The agreements came after three days of high-level discussions between the two nations about their nuclear arsenals.
One of the main points the sides discussed was the United States' desire to modify the Anti-Ballistic Missile Treaty so it can build a limited missile defense system.
The system the United States wants to build would be designed to shoot down a single missile or a small number of missiles. It would not be effective against a massive attack, the kind Russia is capable of launching, the Americans say.
Moscow strongly opposes changes to the treaty, saying a missile defense system in the United States would upset the current strategic balance. But President Boris Yeltsin agreed to discuss ABM modifications when he met President Clinton in June.
After this week's talks, the two sides said the ABM treaty "is the cornerstone of strategic stability" between them. No specific proposals were discussed and no major decisions reached, but the sides agreed that ABM must remain strong.

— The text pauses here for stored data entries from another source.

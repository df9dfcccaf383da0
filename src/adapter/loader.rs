//! Adapter definitions from YAML or JSON files.
//!
//! Only the declarative part of an adapter lives in a file; handlers are attached
//! in code with [`Adapter::with_handlers`].

use std::path::Path;

use super::Adapter;
use crate::{Error, ErrorContext, Result};

impl Adapter {
    pub fn from_yaml_str(content: &str) -> Result<Self> {
        let adapter: Adapter = serde_yaml::from_str(content)?;
        adapter.normalized("yaml")
    }

    pub fn from_json_str(content: &str) -> Result<Self> {
        let adapter: Adapter = serde_json::from_str(content)?;
        adapter.normalized("json")
    }

    /// Load an adapter definition, choosing the format from the file extension
    /// (`.json`, otherwise YAML).
    pub async fn from_file(path: impl AsRef<Path>) -> Result<Self> {
        let path = path.as_ref();
        let content = tokio::fs::read_to_string(path).await.map_err(|e| {
            Error::configuration_with_context(
                format!("failed to read adapter definition: {}", e),
                ErrorContext::new()
                    .with_details(path.display().to_string()),
            )
        })?;
        let is_json = path
            .extension()
            .and_then(|e| e.to_str())
            .map(|e| e.eq_ignore_ascii_case("json"))
            .unwrap_or(false);
        if is_json {
            Self::from_json_str(&content)
        } else {
            Self::from_yaml_str(&content)
        }
    }

    fn normalized(mut self, format: &str) -> Result<Self> {
        if self.name.trim().is_empty() {
            return Err(Error::validation_with_context(
                "adapter name must be non-empty",
                ErrorContext::new()
                    .with_field_path("adapter.name")
                    .with_details(format!("{} definition", format)),
            ));
        }
        if self.url.trim().is_empty() {
            return Err(Error::validation_with_context(
                "adapter url must be non-empty",
                ErrorContext::new()
                    .with_adapter(self.name.clone())
                    .with_field_path("adapter.url")
                    .with_details(format!("{} definition", format)),
            ));
        }
        if self.formatted_name.is_empty() {
            self.formatted_name = self.name.clone();
        }
        Ok(self)
    }
}
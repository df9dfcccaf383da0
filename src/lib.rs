//! # ai-lib-dispatch
//!
//! Adapter-driven request dispatch for AI model endpoints.
//!
//! ## Overview
//!
//! An [`Adapter`](adapter::Adapter) describes one endpoint: URL, headers, env
//! placeholders, parameters, raw transport flags, and optional hooks that shape the
//! request body. A [`Client`] runs the adapter pipeline for each request, persists
//! the wire body to a request-scoped artifact, sends it over HTTP (streamed or
//! buffered), and reports progress through caller callbacks and lifecycle events.
//!
//! ## Quick Start
//!
//! ```rust,no_run
//! use ai_lib_dispatch::adapter::{Adapter, Handlers};
//! use ai_lib_dispatch::types::{Message, Payload};
//! use ai_lib_dispatch::{Actions, ClientBuilder, RequestOptions};
//!
//! #[tokio::main]
//! async fn main() -> ai_lib_dispatch::Result<()> {
//!     let adapter = Adapter::new("openai", "https://api.openai.com/v1/chat/completions")
//!         .with_env("api_key", "OPENAI_API_KEY")
//!         .with_header("Authorization", "Bearer ${api_key}")
//!         .streaming(true)
//!         .with_handlers(Handlers::passthrough());
//!     let client = ClientBuilder::new(adapter).build()?;
//!
//!     let payload = Payload::new(vec![Message::user("Hello")]);
//!     let actions = Actions::new(|chunk| {
//!         if let Ok(value) = chunk {
//!             print!("{}", value.text());
//!         }
//!     });
//!     let handle = client.request(payload, actions, RequestOptions::new()).await?;
//!     handle.wait().await?;
//!     Ok(())
//! }
//! ```
//!
//! ## Module Organization
//!
//! | Module | Description |
//! |--------|-------------|
//! | [`adapter`] | Adapter definitions, hooks, env placeholders, loading |
//! | [`compose`] | Request body composition |
//! | [`artifact`] | Request-scoped body files and their retention |
//! | [`transport`] | Wire requests, raw flags, the HTTP transport |
//! | [`client`] | Client, builder, request handles, the request state machine |
//! | [`events`] | Lifecycle events and event buses |
//! | [`config`] | Client configuration and log levels |
//! | [`types`] | Messages, tools, payloads |

pub mod adapter;
pub mod artifact;
pub mod client;
pub mod compose;
pub mod config;
pub mod events;
pub mod transport;
pub mod types;

pub use client::{
    Actions, CancelHandle, Client, ClientBuilder, Completed, RequestHandle, RequestOptions,
    RequestStatus, ResponseValue,
};
pub use config::{ClientConfig, LogLevel};
pub use events::{EventBus, LifecycleEvent};
pub use types::{Message, MessageRole, Payload};

/// Result type alias for the library
pub type Result<T> = std::result::Result<T, Error>;

/// Error type for the library
pub mod error;
pub use error::{Error, ErrorContext};
//! # Types Module
//!
//! Provider-neutral request primitives handed to [`Client::request`](crate::Client::request).
//! Adapters turn these into their wire shape through their handlers; nothing in this
//! module knows about any particular provider.
//!
//! ## Key Types
//!
//! | Type | Description |
//! |------|-------------|
//! | [`Message`] | Chat message with role and content |
//! | [`MessageRole`] | Message role (system, user, assistant, tool) |
//! | [`ToolDefinition`] | Tool definition offered to the model |
//! | [`Payload`] | Messages plus optional tools for one request |
//!
//! ## Example
//!
//! ```rust
//! use ai_lib_dispatch::types::{Message, Payload, ToolDefinition};
//!
//! let payload = Payload::new(vec![
//!     Message::system("You are a helpful assistant"),
//!     Message::user("What's the weather?"),
//! ])
//! .with_tools(vec![ToolDefinition::function(
//!     "get_weather",
//!     "Get current weather for a location",
//!     serde_json::json!({"type": "object", "properties": {"location": {"type": "string"}}}),
//! )]);
//! assert!(payload.has_tools());
//! ```

pub mod message;
pub mod payload;
pub mod tool;

pub use message::{ContentBlock, Message, MessageContent, MessageRole};
pub use payload::Payload;
pub use tool::{FunctionDefinition, ToolDefinition};
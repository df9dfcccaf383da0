use std::sync::atomic::{AtomicU64, Ordering};
use uuid::Uuid;

/// Source of request ids. Ids must not repeat while requests are in flight.
pub trait IdGenerator: Send + Sync {
    fn next_id(&self) -> u64;
}

/// Monotonic ids, unique for the lifetime of the generator.
#[derive(Debug)]
pub struct SequentialIds {
    next: AtomicU64,
}

impl SequentialIds {
    pub fn new() -> Self {
        Self::starting_at(1)
    }

    pub fn starting_at(first: u64) -> Self {
        Self {
            next: AtomicU64::new(first),
        }
    }
}

impl Default for SequentialIds {
    fn default() -> Self {
        Self::new()
    }
}

impl IdGenerator for SequentialIds {
    fn next_id(&self) -> u64 {
        self.next.fetch_add(1, Ordering::Relaxed)
    }
}

/// Random 64-bit ids, for ids that also have to be unique across processes.
#[derive(Debug, Default, Clone, Copy)]
pub struct RandomIds;

impl IdGenerator for RandomIds {
    fn next_id(&self) -> u64 {
        Uuid::new_v4().as_u64_pair().0
    }
}

#[cfg(test)]
mod tests {
    use super::*;
    use std::collections::HashSet;
    use std::sync::Arc;

    #[test]
    fn sequential_ids_are_unique_across_threads() {
        let ids = Arc::new(SequentialIds::starting_at(100));
        let handles: Vec<_> = (0..4)
            .map(|_| {
                let ids = ids.clone();
                std::thread::spawn(move || (0..250).map(|_| ids.next_id()).collect::<Vec<_>>())
            })
            .collect();
        let all: HashSet<u64> = handles
            .into_iter()
            .flat_map(|h| h.join().unwrap())
            .collect();
        assert_eq!(all.len(), 1000);
        assert!(all.iter().all(|id| (100..1100).contains(id)));
    }

    #[test]
    fn random_ids_differ() {
        assert_ne!(RandomIds.next_id(), RandomIds.next_id());
    }
}
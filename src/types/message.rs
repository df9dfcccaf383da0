//! Chat message records carried in a [`Payload`](super::Payload).

use serde::{Deserialize, Serialize};

/// One chat turn.
#[derive(Debug, Clone, PartialEq, Serialize, Deserialize)]
pub struct Message {
    pub role: MessageRole,
    pub content: MessageContent,
    /// Links a `tool` message back to the call it answers.
    #[serde(default, skip_serializing_if = "Option::is_none")]
    pub tool_call_id: Option<String>,
}

impl Message {
    pub fn system(text: impl Into<String>) -> Self {
        Self::with_content(MessageRole::System, MessageContent::Text(text.into()))
    }

    pub fn user(text: impl Into<String>) -> Self {
        Self::with_content(MessageRole::User, MessageContent::Text(text.into()))
    }

    pub fn assistant(text: impl Into<String>) -> Self {
        Self::with_content(MessageRole::Assistant, MessageContent::Text(text.into()))
    }

    pub fn tool(tool_call_id: impl Into<String>, text: impl Into<String>) -> Self {
        Self {
            role: MessageRole::Tool,
            content: MessageContent::Text(text.into()),
            tool_call_id: Some(tool_call_id.into()),
        }
    }

    pub fn with_content(role: MessageRole, content: MessageContent) -> Self {
        Self {
            role,
            content,
            tool_call_id: None,
        }
    }

    /// Concatenated text of the message, ignoring non-text blocks.
    pub fn text(&self) -> String {
        match &self.content {
            MessageContent::Text(t) => t.clone(),
            MessageContent::Blocks(bs) => bs
                .iter()
                .filter_map(|b| match b {
                    ContentBlock::Text { text } => Some(text.as_str()),
                    _ => None,
                })
                .collect::<Vec<_>>()
                .join(""),
        }
    }
}

#[derive(Debug, Clone, Copy, PartialEq, Eq, Serialize, Deserialize)]
#[serde(rename_all = "lowercase")]
pub enum MessageRole {
    System,
    User,
    Assistant,
    Tool,
}

/// Either plain text or a list of typed blocks; serialized untagged so plain
/// text stays a bare string on the wire.
#[derive(Debug, Clone, PartialEq, Serialize, Deserialize)]
#[serde(untagged)]
pub enum MessageContent {
    Text(String),
    Blocks(Vec<ContentBlock>),
}

#[derive(Debug, Clone, PartialEq, Serialize, Deserialize)]
#[serde(tag = "type", rename_all = "snake_case")]
pub enum ContentBlock {
    Text {
        text: String,
    },
    /// Inline base64 data or a URL.
    Image {
        #[serde(default, skip_serializing_if = "Option::is_none")]
        media_type: Option<String>,
        data: String,
    },
    ToolUse {
        id: String,
        name: String,
        input: serde_json::Value,
    },
    ToolResult {
        tool_use_id: String,
        content: serde_json::Value,
    },
}

#[cfg(test)]
mod tests {
    use super::*;
    use serde_json::json;

    #[test]
    fn text_message_serializes_flat() {
        let v = serde_json::to_value(Message::user("hi")).unwrap();
        assert_eq!(v, json!({"role": "user", "content": "hi"}));
    }

    #[test]
    fn block_content_round_trips_text() {
        let m: Message = serde_json::from_value(json!({
            "role": "assistant",
            "content": [{"type": "text", "text": "a"}, {"type": "tool_use", "id": "1", "name": "x", "input": {}}, {"type": "text", "text": "b"}]
        }))
        .unwrap();
        assert_eq!(m.role, MessageRole::Assistant);
        assert_eq!(m.text(), "ab");
    }
}
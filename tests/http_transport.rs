//! End-to-end requests through the reqwest transport against a mock server.

mod common;

use ai_lib_dispatch::adapter::{Adapter, MapEnv};
use ai_lib_dispatch::transport::TransportPolicy;
use ai_lib_dispatch::types::{Message, Payload};
use ai_lib_dispatch::{ClientBuilder, LogLevel, RequestOptions, RequestStatus};
use common::{artifact_count, Journal};
use mockito::{Matcher, Server};
use serde_json::json;
use std::sync::Arc;
use std::time::{Duration, Instant};

fn payload() -> Payload {
    Payload::new(vec![Message::user("hi")])
}

fn no_retries() -> TransportPolicy {
    TransportPolicy {
        retries: 0,
        retry_delay: Duration::ZERO,
        ..Default::default()
    }
}

#[tokio::test]
async fn successful_response_is_delivered_once_and_artifact_removed() {
    let mut server = Server::new_async().await;
    let mock = server
        .mock("POST", "/v1/chat")
        .match_header("content-type", "application/json")
        .match_body(Matcher::PartialJson(json!({
            "messages": [{"role": "user", "content": "hi"}]
        })))
        .with_status(200)
        .with_header("content-type", "application/json")
        .with_body(r#"{"choices":[{"message":{"content":"hello"}}]}"#)
        .create_async()
        .await;

    let dir = tempfile::tempdir().unwrap();
    let journal = Journal::default();
    let adapter = Adapter::new("mock", format!("{}/v1/chat", server.url()))
        .with_handlers(journal.handlers());
    let client = ClientBuilder::new(adapter)
        .event_bus(Arc::new(journal.clone()))
        .artifact_dir(dir.path())
        .log_level(LogLevel::Info)
        .build()
        .unwrap();

    let status = client
        .request(payload(), journal.actions(), RequestOptions::new())
        .await
        .unwrap()
        .wait()
        .await
        .unwrap();

    mock.assert_async().await;
    assert_eq!(status, RequestStatus::Success);
    assert_eq!(
        journal.count(r#"complete:200:{"choices":[{"message":{"content":"hello"}}]}"#),
        1
    );
    assert_eq!(journal.count("event:RequestFinished:success"), 1);
    assert_eq!(artifact_count(dir.path()), 0);
}

#[tokio::test]
async fn server_error_is_passed_through_as_data_and_artifact_kept() {
    let mut server = Server::new_async().await;
    let mock = server
        .mock("POST", "/v1/chat")
        .with_status(503)
        .with_body(r#"{"error":"overloaded"}"#)
        .create_async()
        .await;

    let dir = tempfile::tempdir().unwrap();
    let journal = Journal::default();
    let adapter = Adapter::new("mock", format!("{}/v1/chat", server.url()))
        .with_handlers(journal.handlers());
    let client = ClientBuilder::new(adapter)
        .event_bus(Arc::new(journal.clone()))
        .artifact_dir(dir.path())
        .log_level(LogLevel::Info)
        .build()
        .unwrap();

    let status = client
        .request(payload(), journal.actions(), RequestOptions::new())
        .await
        .unwrap()
        .wait()
        .await
        .unwrap();

    mock.assert_async().await;
    assert_eq!(status, RequestStatus::Error);
    assert_eq!(journal.count(r#"complete:503:{"error":"overloaded"}"#), 1);
    assert_eq!(journal.count("error"), 0);
    assert_eq!(journal.count("on_exit:503"), 1);
    assert_eq!(journal.count("event:RequestFinished:error"), 1);
    assert_eq!(artifact_count(dir.path()), 1);
}

#[tokio::test]
async fn streamed_body_arrives_as_chunks() {
    let mut server = Server::new_async().await;
    let body = "data: {\"delta\":\"Hel\"}\n\ndata: {\"delta\":\"lo\"}\n\ndata: [DONE]\n\n";
    let mock = server
        .mock("POST", "/v1/chat")
        .match_body(Matcher::PartialJson(json!({"stream": true})))
        .with_status(200)
        .with_header("content-type", "text/event-stream")
        .with_body(body)
        .create_async()
        .await;

    let dir = tempfile::tempdir().unwrap();
    let adapter = Adapter::new("mock", format!("{}/v1/chat", server.url()))
        .streaming(true)
        .with_handlers(ai_lib_dispatch::adapter::Handlers::passthrough());
    let client = ClientBuilder::new(adapter)
        .artifact_dir(dir.path())
        .build()
        .unwrap();

    let completed = client.send(payload(), RequestOptions::new()).await.unwrap();

    mock.assert_async().await;
    assert_eq!(completed.status, RequestStatus::Success);
    assert!(!completed.chunks.is_empty());
    assert_eq!(completed.text(), body);
    assert!(completed.response.is_none());
}

#[tokio::test]
async fn resolved_headers_and_method_reach_the_wire() {
    let mut server = Server::new_async().await;
    let mock = server
        .mock("GET", "/models")
        .match_header("authorization", "Bearer sk-live")
        .match_header("x-extra", "from-raw")
        .with_status(200)
        .with_body("[]")
        .create_async()
        .await;

    let dir = tempfile::tempdir().unwrap();
    let adapter = Adapter::new("mock", format!("{}/models", server.url()))
        .with_env("key", "PROVIDER_KEY")
        .with_header("Authorization", "Bearer ${key}")
        .with_raw_flag("-H")
        .with_raw_flag("X-Extra: from-raw")
        .with_method("GET");
    let client = ClientBuilder::new(adapter)
        .env_source(Arc::new(MapEnv::new().with_var("PROVIDER_KEY", "sk-live")))
        .artifact_dir(dir.path())
        .build()
        .unwrap();

    let completed = client.send(payload(), RequestOptions::new()).await.unwrap();

    mock.assert_async().await;
    assert_eq!(completed.text(), "[]");
}

#[tokio::test]
async fn connection_refused_goes_to_callback_without_cleanup() {
    let port = {
        let listener = std::net::TcpListener::bind("127.0.0.1:0").unwrap();
        listener.local_addr().unwrap().port()
    };

    let dir = tempfile::tempdir().unwrap();
    let journal = Journal::default();
    let adapter = Adapter::new("mock", format!("http://127.0.0.1:{}/v1/chat", port))
        .with_handlers(journal.handlers());
    let client = ClientBuilder::new(adapter)
        .event_bus(Arc::new(journal.clone()))
        .transport_policy(no_retries())
        .artifact_dir(dir.path())
        .log_level(LogLevel::Info)
        .build()
        .unwrap();

    let status = client
        .request(payload(), journal.actions(), RequestOptions::new())
        .await
        .unwrap()
        .wait()
        .await
        .unwrap();

    assert_eq!(status, RequestStatus::Error);
    assert_eq!(journal.count("error"), 1);
    assert_eq!(journal.count("event:RequestFinished:error"), 1);
    assert!(!journal.entries().iter().any(|e| e.starts_with("on_exit")));
    assert_eq!(journal.count("teardown"), 0);
    assert_eq!(journal.count("done"), 0);
    assert_eq!(artifact_count(dir.path()), 1);
}

#[tokio::test]
async fn send_returns_transport_errors_after_retries() {
    let port = {
        let listener = std::net::TcpListener::bind("127.0.0.1:0").unwrap();
        listener.local_addr().unwrap().port()
    };

    let dir = tempfile::tempdir().unwrap();
    let adapter = Adapter::new("mock", format!("http://127.0.0.1:{}/", port));
    let client = ClientBuilder::new(adapter)
        .retry_delay(Duration::from_millis(1))
        .artifact_dir(dir.path())
        .build()
        .unwrap();

    let err = client
        .send(payload(), RequestOptions::new())
        .await
        .unwrap_err();
    assert!(err.is_transport());
}

#[tokio::test]
async fn connect_failures_are_retried_with_the_configured_delay() {
    let port = {
        let listener = std::net::TcpListener::bind("127.0.0.1:0").unwrap();
        listener.local_addr().unwrap().port()
    };

    let dir = tempfile::tempdir().unwrap();
    let adapter = Adapter::new("mock", format!("http://127.0.0.1:{}/", port));
    let client = ClientBuilder::new(adapter)
        .transport_policy(TransportPolicy {
            retries: 2,
            retry_delay: Duration::from_millis(150),
            ..Default::default()
        })
        .artifact_dir(dir.path())
        .build()
        .unwrap();

    let started = Instant::now();
    let err = client
        .send(payload(), RequestOptions::new())
        .await
        .unwrap_err();

    assert!(err.is_transport());
    // two waits between three attempts
    assert!(started.elapsed() >= Duration::from_millis(300));
}

#[tokio::test]
async fn http_error_statuses_are_not_retried() {
    let mut server = Server::new_async().await;
    let mock = server
        .mock("POST", "/v1/chat")
        .with_status(500)
        .with_body("x")
        .expect(1)
        .create_async()
        .await;

    let dir = tempfile::tempdir().unwrap();
    let adapter = Adapter::new("mock", format!("{}/v1/chat", server.url()));
    let client = ClientBuilder::new(adapter)
        .retry_delay(Duration::from_millis(1))
        .artifact_dir(dir.path())
        .build()
        .unwrap();
    assert_eq!(client.config().policy.retries, 3);

    let completed = client.send(payload(), RequestOptions::new()).await.unwrap();

    mock.assert_async().await;
    assert_eq!(completed.status, RequestStatus::Error);
    assert_eq!(completed.text(), "x");
}
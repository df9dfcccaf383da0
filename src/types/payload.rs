use serde::{Deserialize, Serialize};

use super::message::Message;
use super::tool::ToolDefinition;

/// The provider-neutral input of one request.
#[derive(Debug, Clone, Default, PartialEq, Serialize, Deserialize)]
pub struct Payload {
    pub messages: Vec<Message>,
    #[serde(default, skip_serializing_if = "Option::is_none")]
    pub tools: Option<Vec<ToolDefinition>>,
}

impl Payload {
    pub fn new(messages: Vec<Message>) -> Self {
        Self {
            messages,
            tools: None,
        }
    }

    pub fn with_tools(mut self, tools: Vec<ToolDefinition>) -> Self {
        self.tools = Some(tools);
        self
    }

    pub fn has_tools(&self) -> bool {
        self.tools.as_ref().map(|t| !t.is_empty()).unwrap_or(false)
    }
}
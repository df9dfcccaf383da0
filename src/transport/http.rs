use async_trait::async_trait;
use futures::StreamExt;
use reqwest::header::HeaderMap;
use reqwest::{Method, Proxy};
use std::collections::BTreeMap;
use std::time::Instant;
use tokio::sync::mpsc;
use tokio_util::sync::CancellationToken;
use tracing::{debug, info, warn};

use super::{HttpResponse, Transport, TransportConfig, TransportError, TransportEvent, WireRequest};

/// reqwest-backed transport.
///
/// A client is built per request from that request's [`TransportConfig`], since
/// adapters may change proxy, TLS and timeout settings independently.
#[derive(Debug, Clone, Default)]
pub struct HttpTransport;

impl HttpTransport {
    pub fn new() -> Self {
        Self
    }

    fn build_client(config: &TransportConfig) -> Result<reqwest::Client, TransportError> {
        let mut builder = reqwest::Client::builder()
            .connect_timeout(config.policy.connect_timeout)
            .tcp_keepalive(Some(config.policy.keepalive))
            .pool_idle_timeout(Some(config.policy.keepalive))
            .tcp_nodelay(config.tcp_nodelay)
            .danger_accept_invalid_certs(config.insecure);

        if !config.compressed {
            builder = builder.no_gzip();
        }
        if config.http1_only {
            builder = builder.http1_only();
        }
        if let Some(t) = config.max_time {
            builder = builder.timeout(t);
        }
        if let Some(proxy_url) = &config.proxy {
            builder = builder.proxy(Proxy::all(proxy_url)?);
        }

        Ok(builder.build()?)
    }

    fn build_request(client: &reqwest::Client, request: &WireRequest) -> reqwest::RequestBuilder {
        let mut req = client.request(request.method.clone(), &request.url);
        for (k, v) in &request.headers {
            req = req.header(k, v);
        }
        for (k, v) in &request.config.headers {
            req = req.header(k, v);
        }
        if request.method != Method::GET {
            req = req.body(request.body.clone());
        }
        req
    }

    /// Send with retries on connection-level failures. `None` means cancelled.
    async fn send(
        client: &reqwest::Client,
        request: &WireRequest,
        cancel: &CancellationToken,
    ) -> Option<Result<reqwest::Response, TransportError>> {
        let policy = request.config.policy;
        let mut attempt = 0u32;
        loop {
            let result = tokio::select! {
                _ = cancel.cancelled() => return None,
                r = Self::build_request(client, request).send() => r,
            };
            let err = match result {
                Ok(resp) => return Some(Ok(resp)),
                Err(e) => TransportError::Http(e),
            };
            if !err.is_retryable() || attempt >= policy.retries {
                return Some(Err(err));
            }
            attempt += 1;
            warn!(
                request_id = request.request_id,
                attempt,
                max_retries = policy.retries,
                error = %err,
                "transport attempt failed; retrying"
            );
            tokio::select! {
                _ = cancel.cancelled() => return None,
                _ = tokio::time::sleep(policy.retry_delay) => {}
            }
        }
    }
}

#[async_trait]
impl Transport for HttpTransport {
    async fn execute(
        &self,
        request: WireRequest,
        events: mpsc::UnboundedSender<TransportEvent>,
        cancel: CancellationToken,
    ) {
        let start = Instant::now();
        debug!(
            request_id = request.request_id,
            method = %request.method,
            url = request.url.as_str(),
            flags = ?request.config.flags(),
            "dispatching request"
        );

        let client = match Self::build_client(&request.config) {
            Ok(c) => c,
            Err(e) => {
                let _ = events.send(TransportEvent::Failed(e));
                return;
            }
        };

        let response = match Self::send(&client, &request, &cancel).await {
            None => return,
            Some(Ok(resp)) => resp,
            Some(Err(e)) => {
                let _ = events.send(TransportEvent::Failed(e));
                return;
            }
        };

        let status = response.status().as_u16();
        let headers = collect_headers(response.headers());

        let body = if request.config.stream {
            let mut chunker = Utf8Chunker::default();
            let mut stream = response.bytes_stream();
            loop {
                let next = tokio::select! {
                    _ = cancel.cancelled() => return,
                    n = stream.next() => n,
                };
                match next {
                    Some(Ok(bytes)) => {
                        if let Some(text) = chunker.push(&bytes) {
                            if events.send(TransportEvent::Chunk(text)).is_err() {
                                return;
                            }
                        }
                    }
                    Some(Err(e)) => {
                        let _ = events.send(TransportEvent::Failed(TransportError::Http(e)));
                        return;
                    }
                    None => break,
                }
            }
            if let Some(rest) = chunker.finish() {
                let _ = events.send(TransportEvent::Chunk(rest));
            }
            String::new()
        } else {
            let bytes = tokio::select! {
                _ = cancel.cancelled() => return,
                b = response.bytes() => b,
            };
            match bytes {
                Ok(b) => String::from_utf8_lossy(&b).into_owned(),
                Err(e) => {
                    let _ = events.send(TransportEvent::Failed(TransportError::Http(e)));
                    return;
                }
            }
        };

        info!(
            request_id = request.request_id,
            http_status = status,
            stream = request.config.stream,
            duration_ms = start.elapsed().as_millis(),
            "request completed"
        );
        let _ = events.send(TransportEvent::Complete(HttpResponse {
            status,
            headers,
            body,
        }));
    }
}

fn collect_headers(headers: &HeaderMap) -> BTreeMap<String, String> {
    headers
        .iter()
        .filter_map(|(k, v)| v.to_str().ok().map(|v| (k.as_str().to_string(), v.to_string())))
        .collect()
}

/// Turns arbitrary byte frames into text chunks without splitting a UTF-8 sequence.
#[derive(Debug, Default)]
struct Utf8Chunker {
    pending: Vec<u8>,
}

impl Utf8Chunker {
    fn push(&mut self, bytes: &[u8]) -> Option<String> {
        self.pending.extend_from_slice(bytes);
        let complete = match std::str::from_utf8(&self.pending) {
            Ok(_) => self.pending.len(),
            // truncated sequence at the end: hold it back for the next frame
            Err(e) if e.error_len().is_none() => e.valid_up_to(),
            Err(_) => self.pending.len(),
        };
        if complete == 0 {
            return None;
        }
        let rest = self.pending.split_off(complete);
        let head = std::mem::replace(&mut self.pending, rest);
        Some(String::from_utf8_lossy(&head).into_owned())
    }

    fn finish(&mut self) -> Option<String> {
        if self.pending.is_empty() {
            return None;
        }
        let rest = std::mem::take(&mut self.pending);
        Some(String::from_utf8_lossy(&rest).into_owned())
    }
}

#[cfg(test)]
mod tests {
    use super::*;

    #[test]
    fn chunker_holds_back_split_code_points() {
        let mut c = Utf8Chunker::default();
        let bytes = "héllo".as_bytes();
        // split inside the two-byte 'é'
        assert_eq!(c.push(&bytes[..2]).as_deref(), Some("h"));
        assert_eq!(c.push(&bytes[2..]).as_deref(), Some("éllo"));
        assert_eq!(c.finish(), None);
    }

    #[test]
    fn chunker_flushes_trailing_garbage_lossily() {
        let mut c = Utf8Chunker::default();
        assert_eq!(c.push(&[0xE2, 0x82]), None);
        assert_eq!(c.finish().as_deref(), Some("\u{FFFD}"));
    }

    #[test]
    fn get_requests_carry_no_body() {
        let client = reqwest::Client::new();
        let mut request = WireRequest {
            request_id: 1,
            method: Method::GET,
            url: "http://localhost/x".to_string(),
            headers: BTreeMap::new(),
            body: bytes::Bytes::from_static(b"{}"),
            config: TransportConfig::new(Default::default(), false, false),
        };
        let built = HttpTransport::build_request(&client, &request).build().unwrap();
        assert!(built.body().is_none());

        request.method = Method::POST;
        let built = HttpTransport::build_request(&client, &request).build().unwrap();
        assert_eq!(built.body().and_then(|b| b.as_bytes()), Some(&b"{}"[..]));
    }
}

The head of the Russian delegation at the talks repeated Russia's stance that any modifications to the treaty could set off a new arms race.
If the United States builds a missile defense system, "Russia will be forced to raise the effectiveness of its strategic nuclear arms forces and carry out several other military and political steps to guarantee its national security," Grigory Berdennikov, the head of the Foreign Ministry's department for security and disarmament, was quoted by the Interfax news agency as saying.
The sides also agreed in principle to start work on a START III treaty that would cut nuclear warheads to 2,000 to 2,500 per nation.
But before they can work on such a treaty, they have to finish ratification of START II. That treaty, which calls for both countries to scale back from around 6,000 warheads to 3,000 to 3,500 each, was signed in 1993. But Russia's parliament has yet to ratify it.
A Russian lawmaker involved in the talks said START II's ratification depends on a U.S.-Russian agreement on the ABM question.
"The Russian side made it plain that (START II) can be ratified only if there is a mutually acceptable stand" on the ABM treaty, Vladimir Lukin, the chairman of parliament's committee for international affairs, told the ITAR-Tass news agency.
The Kremlin has urged the lower house, the State Duma, to make START II ratification a priority. But Communists and other hard-liners have balked, saying the treaty endangers Russia's security.
The U.S. Senate ratified START II in 1996.